On Saturday's Fox News Watch host Eric Burns set up
a segment: "Last Sunday ABC's World News Tonight reported that
homelessness is up and the Media Research Center, a conservative media
monitoring group, was not happy about the report. Why? The MRC charges that ABC
ran the report to make a Republican President look bad. And it provided some
numbers about past reporting on this subject. During the four years that George
Bush the elder was President, ABC, CBS, NBC and CNN did an average total of 53
pieces per year on homelessness. During the eight years of the Bill Clinton
administration the average total was 16 and a half."
The February 12 CyberAlert first detailed the
February 11 ABC story.

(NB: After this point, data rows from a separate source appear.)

use anyhow::{Context, Result};
use chrono::Utc;
use demand_forecast_server::{
    api::{self, AppState},
    config::{self, Config, WeatherConfig},
    domain::HolidayCalendar,
    forecast::{KmaForecastClient, WeatherSnapshot},
    ml::ModelRegistry,
    service::PredictionService,
    telemetry,
};
use chrono_tz::Tz;
use std::sync::Arc;
use tracing::{info, warn};

#[tokio::main]
async fn main() -> Result<()> {
    dotenvy::dotenv().ok();
    telemetry::init_tracing()?;

    let cfg = Config::load().context("Failed to load configuration")?;
    let tz = cfg.weather.tz()?;

    let snapshot = match load_snapshot(&cfg.weather, tz).await {
        Ok(snapshot) => snapshot,
        Err(e) if !cfg.weather.require_snapshot => {
            warn!(error = %format!("{e:#}"), "starting without weather forecast; date mode will use the fallback heuristic");
            WeatherSnapshot::empty()
        }
        Err(e) => return Err(e.context("weather.require_snapshot is set")),
    };

    let calendar = HolidayCalendar::with_extra_dates(cfg.holidays.extra_dates.iter().copied());
    let holidays = calendar.listed_count();
    let registry = ModelRegistry::load_all(&cfg.models);

    let service = PredictionService::new(
        Arc::new(snapshot),
        Arc::new(calendar),
        Arc::new(registry),
        tz,
    );
    let health = service.health();
    info!(
        lgbm_model = health.models.lgbm_model,
        forecast_model = health.models.forecast_model,
        snapshot_readings = health.snapshot.readings,
        holidays,
        "state ready"
    );

    let app = api::router(AppState::new(service), &cfg.server);

    let addr = cfg.server.socket_addr()?;
    info!(%addr, "starting demand forecast server");

    let listener = tokio::net::TcpListener::bind(addr)
        .await
        .with_context(|| format!("Failed to bind {addr}"))?;
    axum::serve(listener, app)
        .with_graceful_shutdown(telemetry::shutdown_signal())
        .await?;

    warn!("shutdown complete");
    Ok(())
}

async fn load_snapshot(cfg: &WeatherConfig, tz: Tz) -> Result<WeatherSnapshot> {
    let key = config::service_key()
        .with_context(|| {
            format!(
                "neither {} nor {} is set",
                config::SERVICE_KEY_VAR,
                config::LEGACY_SERVICE_KEY_VAR
            )
        })?;
    let client = KmaForecastClient::new(cfg, key)?;
    let now = Utc::now().with_timezone(&tz).naive_local();
    Ok(client.load_snapshot(now).await?)
}
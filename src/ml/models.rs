//! ML Model Definitions
//!
//! The predictor capability shared by every loaded artifact, plus the
//! linear regression artifact.

use super::{FeatureVector, ModelMetadata, ModelType, Prediction};
use anyhow::Result;
use serde::{Deserialize, Serialize};

/// Trait for ML models
#[cfg_attr(test, mockall::automock)]
pub trait MLModel: Send + Sync {
    /// Predict a value from features
    fn predict(&self, features: &FeatureVector) -> Result<Prediction>;

    /// Get model metadata
    fn metadata(&self) -> &ModelMetadata;

    /// Get model type
    fn model_type(&self) -> ModelType {
        self.metadata().model_type
    }

    /// Structural checks run once when the artifact is loaded
    fn validate(&self) -> Result<()> {
        Ok(())
    }
}

/// Simple Linear Regression Model
#[derive(Debug, Clone, Serialize, Deserialize)]
pub struct LinearRegressionModel {
    pub metadata: ModelMetadata,
    pub coefficients: Vec<f64>,
    pub intercept: f64,
}

impl LinearRegressionModel {
    pub fn new(coefficients: Vec<f64>, intercept: f64, metadata: ModelMetadata) -> Self {
        Self {
            metadata,
            coefficients,
            intercept,
        }
    }
}

impl MLModel for LinearRegressionModel {
    fn predict(&self, features: &FeatureVector) -> Result<Prediction> {
        if features.len() != self.coefficients.len() {
            anyhow::bail!(
                "Feature count mismatch: expected {}, got {}",
                self.coefficients.len(),
                features.len()
            );
        }

        let prediction: f64 = features
            .features
            .iter()
            .zip(self.coefficients.iter())
            .map(|(f, c)| f * c)
            .sum::<f64>()
            + self.intercept;

        Ok(Prediction::new(prediction))
    }

    fn metadata(&self) -> &ModelMetadata {
        &self.metadata
    }

    fn validate(&self) -> Result<()> {
        if self.coefficients.len() != self.metadata.feature_names.len() {
            anyhow::bail!(
                "{} coefficients for {} features",
                self.coefficients.len(),
                self.metadata.feature_names.len()
            );
        }
        Ok(())
    }
}

#[cfg(test)]
mod tests {
    use super::*;

    fn metadata(names: &[&str]) -> ModelMetadata {
        ModelMetadata {
            model_id: "test".to_string(),
            model_type: ModelType::LinearRegression,
            version: "0.1.0".to_string(),
            trained_at: None,
            training_samples: 100,
            feature_names: names.iter().map(|s| s.to_string()).collect(),
            categorical_features: vec![],
        }
    }

    #[test]
    fn test_linear_regression_predict() {
        let model = LinearRegressionModel::new(vec![2.0, 3.0, 1.0], 5.0, metadata(&["f1", "f2", "f3"]));

        let features = FeatureVector::new(
            vec![1.0, 2.0, 3.0],
            vec!["f1".to_string(), "f2".to_string(), "f3".to_string()],
        )
        .unwrap();

        let prediction = model.predict(&features).unwrap();
        // 2*1 + 3*2 + 1*3 + 5 = 2 + 6 + 3 + 5 = 16
        assert_eq!(prediction.value, 16.0);
        assert_eq!(model.model_type(), ModelType::LinearRegression);
    }

    #[test]
    fn test_linear_regression_rejects_wrong_width() {
        let model = LinearRegressionModel::new(vec![2.0, 3.0], 0.0, metadata(&["f1", "f2"]));
        let features = FeatureVector::new(vec![1.0], vec!["f1".to_string()]).unwrap();
        assert!(model.predict(&features).is_err());
    }

    #[test]
    fn test_linear_regression_validate() {
        assert!(LinearRegressionModel::new(vec![1.0], 0.0, metadata(&["f1"])).validate().is_ok());
        assert!(LinearRegressionModel::new(vec![1.0], 0.0, metadata(&["f1", "f2"]))
            .validate()
            .is_err());
    }
}
//! In-memory storage implementation

use super::entry::Entity;
use super::error::{Result, StoreError};
use crate::clock::now_nanos;
use parking_lot::{RwLock, RwLockUpgradableReadGuard};
use serde::Serialize;
use siphasher::sip::SipHasher13;
use std::collections::HashMap;
use std::hash::BuildHasherDefault;
use std::time::Duration;
use tracing::debug;

/// Type alias for our hash map with SipHasher
type StoreMap = HashMap<String, Entity, BuildHasherDefault<SipHasher13>>;

/// Thread-safe in-memory key-value store with lazy expiration.
///
/// Expired entities stay resident until a `get`, `delete` or `get_all`
/// touches them. There is no background sweep.
///
/// Reads take an upgradable lock and only upgrade to exclusive access when
/// they have to reap, so reaping never happens under a shared lock.
pub struct MemoryStore {
    store: RwLock<StoreMap>,
}

impl MemoryStore {
    /// Create a new memory store with default capacity
    pub fn new() -> Self {
        Self::with_capacity(1024)
    }

    /// Create a new memory store with specified initial capacity
    pub fn with_capacity(capacity: usize) -> Self {
        MemoryStore {
            store: RwLock::new(HashMap::with_capacity_and_hasher(
                capacity,
                BuildHasherDefault::<SipHasher13>::default(),
            )),
        }
    }

    /// Insert or replace the value for `key`.
    ///
    /// A zero `ttl` stores a permanent entity.
    pub fn set(&self, key: impl Into<String>, value: impl Into<String>, ttl: Duration) {
        let entity = Entity::with_ttl(key, value, ttl);
        let mut store = self.store.write();
        store.insert(entity.key.clone(), entity);
    }

    /// Get the value stored under `key`.
    ///
    /// An expired entity is removed before `KeyExpired` is returned.
    pub fn get(&self, key: &str) -> Result<String> {
        let store = self.store.upgradable_read();

        let entity = store.get(key).ok_or(StoreError::KeyNotFound)?;
        if !entity.is_expired() {
            return Ok(entity.value.clone());
        }

        let mut store = RwLockUpgradableReadGuard::upgrade(store);
        store.remove(key);
        debug!(key = %key, "reaped expired key on read");

        Err(StoreError::KeyExpired)
    }

    /// Delete a key. Expired-but-resident entities count as deleted.
    pub fn delete(&self, key: &str) -> Result<()> {
        let mut store = self.store.write();

        match store.remove(key) {
            Some(entity) => {
                if entity.is_expired() {
                    debug!(key = %key, "deleted expired key");
                }
                Ok(())
            }
            None => Err(StoreError::KeyNotFound),
        }
    }

    /// Snapshot of every valid entity, reaping expired ones on the way.
    ///
    /// Fails with `StorageEmpty` instead of returning an empty vector.
    pub fn get_all(&self) -> Result<Vec<Entity>> {
        let store = self.store.upgradable_read();
        let now = now_nanos();

        let mut valid = Vec::with_capacity(store.len());
        let mut expired = Vec::new();
        for entity in store.values() {
            if entity.is_expired_at(now) {
                expired.push(entity.key.clone());
            } else {
                valid.push(entity.clone());
            }
        }

        if !expired.is_empty() {
            let mut store = RwLockUpgradableReadGuard::upgrade(store);
            for key in &expired {
                store.remove(key);
            }
            debug!(count = expired.len(), "reaped expired keys during scan");
        }

        if valid.is_empty() {
            return Err(StoreError::StorageEmpty);
        }
        Ok(valid)
    }

    /// Number of resident entities, including expired ones not yet reaped
    pub fn len(&self) -> usize {
        self.store.read().len()
    }

    /// Check if no entity is resident
    pub fn is_empty(&self) -> bool {
        self.len() == 0
    }

    /// Get statistics about the store without reaping anything
    pub fn stats(&self) -> StoreStats {
        let store = self.store.read();
        let now = now_nanos();

        let expired_keys = store
            .values()
            .filter(|entity| entity.is_expired_at(now))
            .count();

        StoreStats {
            total_keys: store.len(),
            expired_keys,
            active_keys: store.len() - expired_keys,
        }
    }
}

impl Default for MemoryStore {
    fn default() -> Self {
        Self::new()
    }
}

/// Statistics about the memory store
#[derive(Debug, Clone, Copy, PartialEq, Eq, Serialize)]
pub struct StoreStats {
    pub total_keys: usize,
    pub expired_keys: usize,
    pub active_keys: usize,
}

For more on it, go to: http://www.mrc.org/news/cyberalert/2001/cyb20010212.asp
Picking up on ABC's rediscovery of the homeless,
last week MRC analyst Jessica Anderson updated the MRC's 1999 Media Reality
Check about the number of homeless stories -- on the ABC, CBS and NBC morning
and evening shows as well as CNN's prime time newscast -- and the MRC's Rich
Noyes provided the numbers to FNC's Burns.

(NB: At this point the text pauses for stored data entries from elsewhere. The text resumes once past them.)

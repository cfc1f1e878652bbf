//! HTTP server implementation

use anyhow::Context;
use axum::{
    middleware,
    routing::{delete, get, post},
    Router,
};
use std::net::SocketAddr;
use std::sync::Arc;
use tower_http::cors::CorsLayer;
use tower_http::trace::{DefaultMakeSpan, DefaultOnResponse, TraceLayer};
use tracing::{info, Level};

use super::handlers::{
    all_handler, delete_handler, get_handler, set_handler, stats_handler, AppState,
};
use super::middleware::rate_limit;
use crate::config::Config;
use crate::limit::RateLimiter;
use crate::store::MemoryStore;

/// Build the application router
pub fn create_router(state: AppState) -> Router {
    Router::new()
        .route("/set", post(set_handler))
        .route("/get", get(get_handler))
        .route("/delete", delete(delete_handler))
        .route("/all", get(all_handler))
        .route("/stats", get(stats_handler))
        .layer(middleware::from_fn_with_state(state.clone(), rate_limit))
        .layer(
            TraceLayer::new_for_http()
                .make_span_with(DefaultMakeSpan::new().level(Level::INFO))
                .on_response(DefaultOnResponse::new().level(Level::INFO)),
        )
        .layer(CorsLayer::permissive())
        .with_state(state)
}

/// Run the web server until a shutdown signal arrives
pub async fn run_web_server(config: &Config) -> anyhow::Result<()> {
    let state = AppState {
        store: Arc::new(MemoryStore::new()),
        limiter: Arc::new(RateLimiter::new(config.rate_limit)),
    };
    info!(
        "Rate limit: {} req/s per client (min interval {:?})",
        config.rate_limit,
        state.limiter.min_interval()
    );

    let app = create_router(state);

    let addr = SocketAddr::from(([0, 0, 0, 0], config.port));
    let listener = tokio::net::TcpListener::bind(addr)
        .await
        .with_context(|| format!("failed to bind {}", addr))?;
    info!("Server listening on {}", addr);

    axum::serve(
        listener,
        app.into_make_service_with_connect_info::<SocketAddr>(),
    )
    .with_graceful_shutdown(shutdown_signal())
    .await
    .context("server error")?;

    info!("Server shutdown successfully");
    Ok(())
}

async fn shutdown_signal() {
    let ctrl_c = async {
        if let Err(e) = tokio::signal::ctrl_c().await {
            tracing::error!("Failed to listen for Ctrl-C: {}", e);
            std::future::pending::<()>().await;
        }
    };

    #[cfg(unix)]
    let terminate = async {
        match tokio::signal::unix::signal(tokio::signal::unix::SignalKind::terminate()) {
            Ok(mut signal) => {
                signal.recv().await;
            }
            Err(e) => {
                tracing::error!("Failed to listen for SIGTERM: {}", e);
                std::future::pending::<()>().await;
            }
        }
    };

    #[cfg(not(unix))]
    let terminate = std::future::pending::<()>();

    tokio::select! {
        _ = ctrl_c => {},
        _ = terminate => {},
    }

    info!("Shutting down server...");
}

That 1999 Media Reality Check reminded readers of a
ludicrous prediction from CBS's Charles Osgood on This Morning, back in 1989
when the networks were still using homelessness as an excuse to push for more
spending: "It is estimated that by the year 2000, 19 million Americans
will be homeless unless something is done, and done now."
9
Finally, a
little humor from "Hearsay: The Lawyer's Column" in the Business
section of Monday's Washington Post. In the February 19 column Post reporter
James Grimaldi recounted excerpts from the subpoenaed e-mails amongst lawyer
Jack Quinn and others around Marc Rich working for his pardon.
The players, in the excerpts below, in addition to
Quinn: Washington lawyer Robert Fink and Avner Azuley, Executive Director of
the Rich Foundation in Israel. Plus, "DR" -- Denise Rich. Of course,
HRC is the then-Senator-elect from New York and POTUS is the then-President of
the United States.
First, an entry from Dec. 30, 12:41 [am or pm not
listed]: "From Quinn to Fink. Re: Mrs. Rabin. 'Wonder if you can inquire
whether there is a possibility of persuading Mrs. Rabin to make a call to POTUS.

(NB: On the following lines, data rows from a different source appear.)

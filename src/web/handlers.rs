//! HTTP handlers for the key-value API

use axum::{
    extract::{rejection::JsonRejection, Query, State},
    http::StatusCode,
    response::{IntoResponse, Json},
};
use serde::{Deserialize, Serialize};
use std::sync::Arc;
use std::time::Duration;
use tracing::debug;

use super::error::{
    ApiError, INVALID_DURATION, KEY_CAN_NOT_BE_EMPTY, UNABLE_TO_PARSE_REQUEST_BODY,
    VALUE_CAN_NOT_BE_EMPTY,
};
use crate::limit::RateLimiter;
use crate::store::MemoryStore;

pub const KEY_ADDED_SUCCESSFULLY: &str = "Key added successfully";
pub const KEY_DELETED_SUCCESSFULLY: &str = "Key deleted successfully";

/// Shared application state
#[derive(Clone)]
pub struct AppState {
    pub store: Arc<MemoryStore>,
    pub limiter: Arc<RateLimiter>,
}

/// Request body for `/set`
#[derive(Debug, Deserialize)]
pub struct SetRequest {
    #[serde(default)]
    pub key: String,
    #[serde(default)]
    pub value: String,
    /// TTL in seconds, 0 for a permanent key
    #[serde(default)]
    pub expiration: i64,
}

/// `?key=` query parameter
#[derive(Debug, Deserialize)]
pub struct KeyQuery {
    #[serde(default)]
    pub key: String,
}

/// Response body for `/stats`
#[derive(Debug, Serialize)]
pub struct StatsResponse {
    pub total_keys: usize,
    pub expired_keys: usize,
    pub active_keys: usize,
    pub tracked_clients: usize,
}

/// Store a key, replacing any previous value
pub async fn set_handler(
    State(state): State<AppState>,
    payload: Result<Json<SetRequest>, JsonRejection>,
) -> Result<impl IntoResponse, ApiError> {
    let Json(req) = payload.map_err(|e| {
        debug!("Rejected /set body: {}", e);
        ApiError::BadRequest(UNABLE_TO_PARSE_REQUEST_BODY)
    })?;

    if req.key.is_empty() {
        return Err(ApiError::BadRequest(KEY_CAN_NOT_BE_EMPTY));
    }
    if req.value.is_empty() {
        return Err(ApiError::BadRequest(VALUE_CAN_NOT_BE_EMPTY));
    }
    let ttl = u64::try_from(req.expiration)
        .map(Duration::from_secs)
        .map_err(|_| ApiError::BadRequest(INVALID_DURATION))?;

    debug!(key = %req.key, ttl_secs = req.expiration, "SET");
    state.store.set(req.key, req.value, ttl);

    Ok((StatusCode::CREATED, KEY_ADDED_SUCCESSFULLY))
}

/// Read the value of a key
pub async fn get_handler(
    State(state): State<AppState>,
    Query(query): Query<KeyQuery>,
) -> Result<impl IntoResponse, ApiError> {
    if query.key.is_empty() {
        return Err(ApiError::BadRequest(KEY_CAN_NOT_BE_EMPTY));
    }

    debug!(key = %query.key, "GET");
    let value = state.store.get(&query.key)?;

    Ok((StatusCode::OK, value))
}

/// Remove a key
pub async fn delete_handler(
    State(state): State<AppState>,
    Query(query): Query<KeyQuery>,
) -> Result<impl IntoResponse, ApiError> {
    if query.key.is_empty() {
        return Err(ApiError::BadRequest(KEY_CAN_NOT_BE_EMPTY));
    }

    debug!(key = %query.key, "DELETE");
    state.store.delete(&query.key)?;

    Ok((StatusCode::OK, KEY_DELETED_SUCCESSFULLY))
}

/// List every valid entity
pub async fn all_handler(State(state): State<AppState>) -> Result<impl IntoResponse, ApiError> {
    let entities = state.store.get_all()?;
    debug!(count = entities.len(), "ALL");

    Ok((StatusCode::OK, Json(entities)))
}

/// Store and limiter statistics, without reaping
pub async fn stats_handler(State(state): State<AppState>) -> impl IntoResponse {
    let stats = state.store.stats();

    Json(StatsResponse {
        total_keys: stats.total_keys,
        expired_keys: stats.expired_keys,
        active_keys: stats.active_keys,
        tracked_clients: state.limiter.tracked(),
    })
}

He had a deep affection for her husband. P.S. I continue to think it most
likely HRC would be at least informed before anything positive happens, given
the possibility of a Giuliani/NY press reaction. Wish we had a way of solving
the Rudy problem. I wasn't able to connect with Eric [Holder] yesterday. Will
try again on Tuesday.'"
Second, the entry from 3:47pm later the same day:
"From Fink to Azulay. 'Jack asks if you could get Leah Rabin to call the
president; Jack said he was a real big supporter of her husband. He also thinks
HRC will hear about this anyway and still wants to contact her. I will call him
today in Colorado and go over what DR said.'"
Third, from 2:29am the next morning: "From
Azulay to Fink. 'Bob, having Leah Rabin call is not a bad idea. The problem is
how do we contact her? She died last November -- on the 5th anniversary of her
husband's murder.'"
Oops. And people pay Quinn $500 plus an hour?